Salmon Tartare
Nutritional values
(Percentage of daily recommendation)
Calorie | 381 cal. | (18 %) | ||
Protein | 21.09 g | (22 %) | ||
Fat | 25.38 g | (22 %) | ||
Carbohydrates | 17.89 g | (12 %) | ||
Sugar added | 1.05 g | (4 %) | ||
Roughage | 2.4 g | (8 %) |
Vitamin A | 174.38 mg | (21,798 %) | ||
Vitamin D | 0 μg | (0 %) | ||
Vitamin E | 2.56 mg | (21 %) | ||
Vitamin B₁ | 0.28 mg | (28 %) | ||
Vitamin B₂ | 0.4 mg | (36 %) | ||
Niacin | 11.84 mg | (99 %) | ||
Vitamin B₆ | 1 mg | (71 %) | ||
Folate | 89.35 μg | (30 %) | ||
Pantothenic acid | 1.64 mg | (27 %) | ||
Biotin | 5.08 μg | (11 %) | ||
Vitamin B₁₂ | 2.29 μg | (76 %) | ||
Vitamin C | 16.53 mg | (17 %) | ||
Potassium | 724.34 mg | (18 %) | ||
Calcium | 77.79 mg | (8 %) | ||
Magnesium | 59.47 mg | (20 %) | ||
Iron | 3.02 mg | (20 %) | ||
Zinc | 0.82 mg | (10 %) | ||
Saturated fatty acids | 2.94 g | |||
Cholesterol | 53.25 mg |
Ingredients
- Ingredients
- ¼ stalk Leeks
- 1 handful Watercress
- 300 grams Salmon (from the back piece)
- 8 shallots
- 4 Leeks
- 3 Tbsps White vinegar
- 1 tsp Mustard
- 1 tsp sugar
- 40 milliliters Canola oil
- 40 milliliters mild olive oil
- salt
- freshly ground peppers
- 2 Tbsps lemon juice
- salted Cracker (for garnish)
Preparation steps
Halve the leek lengthwise, and thinly slice. Rinse in a colander and drain well. Rinse and dry the watercress, then remove the leave from the stems. Mix the leek and the watercress.

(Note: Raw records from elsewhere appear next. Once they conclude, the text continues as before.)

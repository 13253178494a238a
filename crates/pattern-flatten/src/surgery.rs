//! Topological surgery: vertex splitting along seam edges and the
//! shortest-path cylinder cut.

use std::collections::VecDeque;

use hashbrown::{HashMap, HashSet};
use pattern_mesh::{edge_key, MeshAdjacency};
use tracing::{debug, info};

use crate::error::FlattenError;
use crate::patch::Patch;
use crate::topology::TopologyReport;

/// Boundary loops are sub-sampled to this many vertices before the
/// closest-pair search.
const LOOP_SAMPLE_LIMIT: usize = 20;

/// Open the patch along the given edges by duplicating vertices.
///
/// For every vertex incident to a cut edge, its incident faces are grouped
/// into fans: faces stay in one fan when they share an interior, non-cut
/// edge at that vertex. The fan containing the lowest face index keeps the
/// original vertex; every other fan gets a fresh duplicate sharing the 3D
/// position and global index. Afterwards no face pair is linked across a cut
/// edge, while the cut path's endpoints stay single where their fan is still
/// connected around the tip.
///
/// Returns the number of duplicates created.
pub fn cut_along_edges(patch: &mut Patch, cut_edges: &HashSet<(u32, u32)>) -> usize {
    if cut_edges.is_empty() || patch.mesh.faces.is_empty() {
        return 0;
    }

    // Fans are computed against the pre-cut topology; rewrites are applied
    // after so one vertex's renames cannot leak into another's grouping.
    let original_faces = patch.mesh.faces.clone();
    let adjacency = MeshAdjacency::build(&original_faces);

    let mut cut_vertices: Vec<u32> = cut_edges.iter().flat_map(|&(a, b)| [a, b]).collect();
    cut_vertices.sort_unstable();
    cut_vertices.dedup();

    let mut duplicates = 0;

    for &v in &cut_vertices {
        let Some(incident) = adjacency.faces_for_vertex(v) else {
            continue;
        };
        let mut incident: Vec<u32> = incident.to_vec();
        incident.sort_unstable();

        // Wing vertex w → positions (into `incident`) of faces with edge (v, w).
        let mut wings: HashMap<u32, Vec<usize>> = HashMap::new();
        for (pos, &f) in incident.iter().enumerate() {
            for &w in &original_faces[f as usize] {
                if w != v {
                    wings.entry(w).or_default().push(pos);
                }
            }
        }

        // Union the fans across interior non-cut edges. An edge shared by one
        // face is boundary, by three or more non-manifold; neither connects.
        let mut parent: Vec<usize> = (0..incident.len()).collect();
        for (&w, positions) in &wings {
            if positions.len() != 2 || cut_edges.contains(&edge_key(v, w)) {
                continue;
            }
            let (a, b) = (find(&mut parent, positions[0]), find(&mut parent, positions[1]));
            if a != b {
                parent[a.max(b)] = a.min(b);
            }
        }

        // Collect fans ordered by their smallest face index.
        let mut groups: HashMap<usize, Vec<usize>> = HashMap::new();
        for pos in 0..incident.len() {
            let root = find(&mut parent, pos);
            groups.entry(root).or_default().push(pos);
        }
        if groups.len() <= 1 {
            continue;
        }
        let mut group_list: Vec<Vec<usize>> = groups.into_values().collect();
        group_list.sort_by_key(|g| incident[g[0]]);

        // First fan keeps the original index; the rest get duplicates.
        for group in &group_list[1..] {
            let new_idx = patch.mesh.vertices.len() as u32;
            let vertex = patch.mesh.vertices[v as usize].clone();
            patch.mesh.vertices.push(vertex);
            patch.vertex_map.push(patch.vertex_map[v as usize]);
            if patch.red_vertices.contains(&v) {
                patch.red_vertices.insert(new_idx);
            }

            for &pos in group {
                for slot in patch.mesh.faces[incident[pos] as usize].iter_mut() {
                    if *slot == v {
                        *slot = new_idx;
                    }
                }
            }
            duplicates += 1;
        }
    }

    if duplicates > 0 {
        debug!(
            "Cut along {} edges: {} vertices duplicated",
            cut_edges.len(),
            duplicates
        );
    }

    duplicates
}

fn find(parent: &mut [usize], mut x: usize) -> usize {
    while parent[x] != x {
        parent[x] = parent[parent[x]];
        x = parent[x];
    }
    x
}

/// Edges of the patch whose endpoints are both seam-marked.
pub fn internal_seam_edges(patch: &Patch) -> HashSet<(u32, u32)> {
    let mut seams = HashSet::new();
    for &[v0, v1, v2] in &patch.mesh.faces {
        for &(a, b) in &[(v0, v1), (v1, v2), (v2, v0)] {
            if patch.red_vertices.contains(&a) && patch.red_vertices.contains(&b) {
                seams.insert(edge_key(a, b));
            }
        }
    }
    seams
}

/// Open any internal seams (red paths that failed to separate the patch).
///
/// Triggers only when the patch holds at least two red vertices joined by at
/// least one seam edge. Returns the number of duplicated vertices.
pub fn split_internal_seams(patch: &mut Patch) -> usize {
    if patch.red_vertices.len() < 2 {
        return 0;
    }
    let seams = internal_seam_edges(patch);
    if seams.is_empty() {
        return 0;
    }

    info!(
        "Splitting patch along {} internal seam edges ({} red vertices)",
        seams.len(),
        patch.red_vertices.len()
    );
    cut_along_edges(patch, &seams)
}

/// Cut a cylinder patch into a disk along the shortest edge path between its
/// two largest boundary loops.
pub fn cut_cylinder(patch: &mut Patch, report: &TopologyReport) -> Result<usize, FlattenError> {
    if report.boundary_loops.len() < 2 {
        return Err(FlattenError::NotACylinder {
            loops: report.boundary_loops.len(),
        });
    }

    let loop_a = &report.boundary_loops[0];
    let loop_b = &report.boundary_loops[1];

    // The closest sample pair anchors the cut; sub-sampling bounds the
    // quadratic pair search on dense loops.
    let samples_a = subsample(loop_a);
    let samples_b = subsample(loop_b);

    let mut best: Option<(u32, u32)> = None;
    let mut best_dist = f64::INFINITY;
    for &a in &samples_a {
        for &b in &samples_b {
            let d = patch.mesh.edge_length(a, b);
            if d < best_dist {
                best_dist = d;
                best = Some((a, b));
            }
        }
    }
    let (start, goal) = best.ok_or(FlattenError::NoCutPath)?;

    let adjacency = MeshAdjacency::build(&patch.mesh.faces);
    let neighbors = adjacency.vertex_neighbors();
    let mut path =
        bfs_path(&neighbors, start, goal, patch.vertex_count()).ok_or(FlattenError::NoCutPath)?;

    // Snap the path onto the loops if a guard ever hands us a stray end.
    snap_endpoint(&patch.mesh, &mut path, loop_a, true);
    snap_endpoint(&patch.mesh, &mut path, loop_b, false);

    let mut cut_edges = HashSet::new();
    for pair in path.windows(2) {
        if pair[0] != pair[1] {
            cut_edges.insert(edge_key(pair[0], pair[1]));
        }
    }
    if cut_edges.is_empty() {
        return Err(FlattenError::NoCutPath);
    }

    info!(
        "Cylinder cut: path of {} vertices between boundary loops ({} and {} vertices)",
        path.len(),
        loop_a.len(),
        loop_b.len()
    );

    Ok(cut_along_edges(patch, &cut_edges))
}

fn subsample(loop_vertices: &[u32]) -> Vec<u32> {
    let stride = loop_vertices.len().div_ceil(LOOP_SAMPLE_LIMIT).max(1);
    loop_vertices.iter().copied().step_by(stride).collect()
}

/// Hop-shortest path between two vertices, or None when disconnected.
///
/// Neighbor lists are sorted, so the path is deterministic.
fn bfs_path(
    neighbors: &HashMap<u32, Vec<u32>>,
    start: u32,
    goal: u32,
    vertex_count: usize,
) -> Option<Vec<u32>> {
    if start == goal {
        return Some(vec![start]);
    }

    let mut parent: Vec<u32> = vec![u32::MAX; vertex_count];
    let mut queue = VecDeque::new();
    parent[start as usize] = start;
    queue.push_back(start);

    while let Some(v) = queue.pop_front() {
        let Some(next) = neighbors.get(&v) else {
            continue;
        };
        for &n in next {
            if parent[n as usize] != u32::MAX {
                continue;
            }
            parent[n as usize] = v;
            if n == goal {
                let mut path = vec![goal];
                let mut cursor = goal;
                while cursor != start {
                    cursor = parent[cursor as usize];
                    path.push(cursor);
                }
                path.reverse();
                return Some(path);
            }
            queue.push_back(n);
        }
    }

    None
}

fn snap_endpoint(mesh: &pattern_mesh::Mesh, path: &mut Vec<u32>, loop_vertices: &[u32], front: bool) {
    let end = if front {
        *path.first().expect("path is non-empty")
    } else {
        *path.last().expect("path is non-empty")
    };
    if loop_vertices.binary_search(&end).is_ok() {
        return;
    }

    let nearest = loop_vertices
        .iter()
        .copied()
        .min_by(|&a, &b| {
            mesh.edge_length(a, end)
                .partial_cmp(&mesh.edge_length(b, end))
                .unwrap_or(std::cmp::Ordering::Equal)
        })
        .expect("boundary loop is non-empty");

    if front {
        path.insert(0, nearest);
    } else {
        path.push(nearest);
    }
}

#[cfg(test)]
mod tests {
    use super::*;
    use crate::patch::distinct_global_vertices;
    use crate::topology::{inspect, PatchClass};
    use pattern_mesh::{Mesh, Vertex};

    /// 3×3 vertex grid (2×2 cells, 8 triangles). Vertex (x, y) = y*3 + x.
    fn grid_patch(red: &[u32]) -> Patch {
        let mut mesh = Mesh::new();
        for y in 0..3 {
            for x in 0..3 {
                let mut v = Vertex::from_coords(x as f64, y as f64, 0.0);
                if red.contains(&(y * 3 + x)) {
                    v = v.with_color(1.0, 0.0, 0.0);
                }
                mesh.vertices.push(v);
            }
        }
        for y in 0..2u32 {
            for x in 0..2u32 {
                let i = y * 3 + x;
                mesh.faces.push([i, i + 1, i + 4]);
                mesh.faces.push([i, i + 4, i + 3]);
            }
        }

        let faces: Vec<u32> = (0..mesh.faces.len() as u32).collect();
        let red_set: HashSet<u32> = red.iter().copied().collect();
        Patch::from_faces(&mesh, &faces, &red_set)
    }

    fn open_tube_patch() -> Patch {
        let mut mesh = Mesh::new();
        for z in [0.0, 1.0] {
            mesh.vertices.push(Vertex::from_coords(0.0, 0.0, z));
            mesh.vertices.push(Vertex::from_coords(1.0, 0.0, z));
            mesh.vertices.push(Vertex::from_coords(0.5, 1.0, z));
        }
        for i in 0..3u32 {
            let j = (i + 1) % 3;
            mesh.faces.push([i, j, j + 3]);
            mesh.faces.push([i, j + 3, i + 3]);
        }
        let faces: Vec<u32> = (0..mesh.faces.len() as u32).collect();
        Patch::from_faces(&mesh, &faces, &HashSet::new())
    }

    #[test]
    fn test_full_seam_separates_grid() {
        // Red middle column 1-4-7 crosses the whole patch.
        let mut patch = grid_patch(&[1, 4, 7]);
        let duplicates = split_internal_seams(&mut patch);

        // Interior vertex 4 and boundary vertices 1, 7 each gain one copy.
        assert_eq!(duplicates, 3);
        assert_eq!(patch.vertex_count(), 12);
        assert_eq!(distinct_global_vertices(&patch), 9);
        assert_eq!(
            pattern_mesh::face_components(&patch.mesh).len(),
            2,
            "cut should separate the grid"
        );
        // Duplicates share the original's global vertex.
        for local in 9..12u32 {
            assert!(patch.vertex_map[local as usize] < 9);
        }
    }

    #[test]
    fn test_dead_end_seam_keeps_tip() {
        // One seam edge from boundary vertex 1 into interior vertex 4.
        let mut patch = grid_patch(&[1, 4]);
        let duplicates = split_internal_seams(&mut patch);

        // Vertex 1 splits; the fan around tip vertex 4 stays connected.
        assert_eq!(duplicates, 1);
        assert_eq!(pattern_mesh::face_components(&patch.mesh).len(), 1);
    }

    #[test]
    fn test_no_trigger_on_single_red() {
        let mut patch = grid_patch(&[4]);
        assert_eq!(split_internal_seams(&mut patch), 0);
        assert_eq!(patch.vertex_count(), 9);
    }

    #[test]
    fn test_no_trigger_without_seam_edge() {
        // Two reds on opposite corners: no edge joins them.
        let mut patch = grid_patch(&[0, 8]);
        assert_eq!(split_internal_seams(&mut patch), 0);
    }

    #[test]
    fn test_cylinder_cut_yields_disk() {
        let mut patch = open_tube_patch();
        let report = inspect(&patch.mesh);
        assert_eq!(report.class, PatchClass::Cylinder);

        let duplicates = cut_cylinder(&mut patch, &report).expect("cut succeeds");
        assert_eq!(duplicates, 2);

        let after = inspect(&patch.mesh);
        assert_eq!(after.euler, 1, "cut lifts χ from 0 to 1");
        assert_eq!(after.class, PatchClass::Disk);
        assert_eq!(after.boundary_loops.len(), 1);
    }

    #[test]
    fn test_cylinder_cut_rejects_disk() {
        let mut patch = grid_patch(&[]);
        let report = inspect(&patch.mesh);
        assert!(matches!(
            cut_cylinder(&mut patch, &report),
            Err(FlattenError::NotACylinder { loops: 1 })
        ));
    }

    #[test]
    fn test_cut_is_deterministic() {
        let mut a = grid_patch(&[1, 4, 7]);
        let mut b = grid_patch(&[1, 4, 7]);
        split_internal_seams(&mut a);
        split_internal_seams(&mut b);
        assert_eq!(a.mesh.faces, b.mesh.faces);
        assert_eq!(a.vertex_map, b.vertex_map);
    }
}
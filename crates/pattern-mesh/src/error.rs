//! Error types for mesh operations.

use std::path::PathBuf;
use thiserror::Error;

/// Result type alias for mesh operations.
pub type MeshResult<T> = Result<T, MeshError>;

/// Errors that can occur during mesh operations.
#[derive(Debug, Error)]
pub enum MeshError {
    /// Error reading from a file.
    #[error("failed to read mesh from {path}: {source}")]
    IoRead {
        path: PathBuf,
        #[source]
        source: std::io::Error,
    },

    /// Error writing to a file.
    #[error("failed to write mesh to {path}: {source}")]
    IoWrite {
        path: PathBuf,
        #[source]
        source: std::io::Error,
    },

    /// Error parsing mesh file format.
    #[error("failed to parse mesh from {path}: {details}")]
    ParseError { path: PathBuf, details: String },

    /// Unsupported file format.
    #[error("unsupported mesh format: {extension:?}")]
    UnsupportedFormat { extension: Option<String> },

    /// Empty mesh (no vertices or faces).
    #[error("mesh is empty: {details}")]
    EmptyMesh { details: String },
}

Rinse, dry, and finely dice the salmon. Peel and finely dice the shallots. Rinse, dry, and thinly slice the chives. Mix the shallots, chives, and the salmon. Chill, covered, until ready to serve.
Mix the white wine vinegar, mustard, sugar, and both oils to form a vinaigrette. Season to taste with salt and pepper.
Season the salmon tartare with salt, pepper, and lemon juice before serving. Using a round cutter, place the tartare onto plates, and top with the cress mixture. Serve with crackers, and let come to room temperature. Drizzle the tartare with the vinaigrette and serve.